Between 1967 and 1974 the Apollo and Skylab space missions were watched by millions as the impressive power of the Saturn 5 rocket took man to the moon. Despite the massive media coverage of Neil Armstrong’s famous ‘small step for man’ in 1969, little attention was paid by the newspapers or television outlets to how each Apollo or Skylab mission spaceship was recovered from the Pacific or Atlantic Oceans.
NASA and the United States Navy had worked well together during the earlier Mercury and Gemini space programmes and had perfected many of the techniques needed to recover spacecraft landing at sea. For each of the moon shot missions, the US Navy provided a vast armada of vessels. Not only were ships positioned in the Primary Recovery Area (usually the Pacific Ocean), but a Secondary Atlantic Recovery Ship and support ships were deployed should some unforeseen incident lead to a landing in that area instead. During the Apollo missions launch, the US Navy also had, on standby off Cape Canaveral, a launch abort ship, as well as numerous maritime search and rescue aircraft.
For each recovery there were no fewer than five Sea King helicopters in the air. These were called: ‘Recovery’, the Primary helicopter for crew recovery; ‘Swim’, backup for the primary helicopter; ‘ELS’, for recovery of the main parachutes; ‘Apex’ for recovery of the drogue chute and apex cover; and finally ‘Photo’ to take photographs of the event.

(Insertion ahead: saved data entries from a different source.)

use super::{Rule, RuleContext};
use crate::models::{Priority, Recommendation, RecommendationCategory, Urgency};

/// Surfaces the irrigation plan as an action item when the deficit is large
pub struct IrrigationRule;

impl Rule for IrrigationRule {
    fn id(&self) -> &'static str {
        "irrigation"
    }

    fn name(&self) -> &'static str {
        "Irrigation Deficit"
    }

    fn evaluate(&self, ctx: &RuleContext<'_>) -> Option<Recommendation> {
        let plan = ctx.irrigation;
        if !plan.needed || plan.urgency != Urgency::High {
            return None;
        }

        Some(Recommendation::new(
            RecommendationCategory::Irrigation,
            Priority::High,
            plan.message.clone(),
        ))
    }
}

#[cfg(test)]
mod tests {
    use super::*;
    use crate::logic::irrigation;
    use crate::models::{CropProfile, CropType, WeatherSnapshot};

    fn eval(current_precip: f64) -> Option<Recommendation> {
        let profile = CropProfile::builtin(CropType::Wheat);
        let current = WeatherSnapshot::new(18.0, 55.0).with_precipitation(current_precip);
        let plan = irrigation::plan(&current, &[], &profile);
        IrrigationRule.evaluate(&RuleContext {
            current: &current,
            forecast: &[],
            profile: &profile,
            irrigation: &plan,
        })
    }

    #[test]
    fn high_urgency_is_reported() {
        let rec = eval(0.0).unwrap();
        assert_eq!(rec.priority, Priority::High);
        assert_eq!(
            rec.message,
            "Irrigation recommended: 420mm needed. Best time: Early morning (6-8 AM)"
        );
    }

    #[test]
    fn medium_and_low_are_not_reported() {
        assert!(eval(380.0).is_none());
        assert!(eval(410.0).is_none());
        assert!(eval(500.0).is_none());
    }
}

Each recovery involved US Navy swimmers attaching a sea anchor, followed by a floating collar, to the Command Module. Then a recovery raft would be attached, and only then would the process of helping the astronauts out of the spacecraft begin. The astronauts were lifted into the ‘Recovery’ helicopter one at a time until all three were safely out of the Command Module, and they were then ferried to the waiting Primary Recovery Ship.
This story is from the December 2019 edition of Ships Monthly.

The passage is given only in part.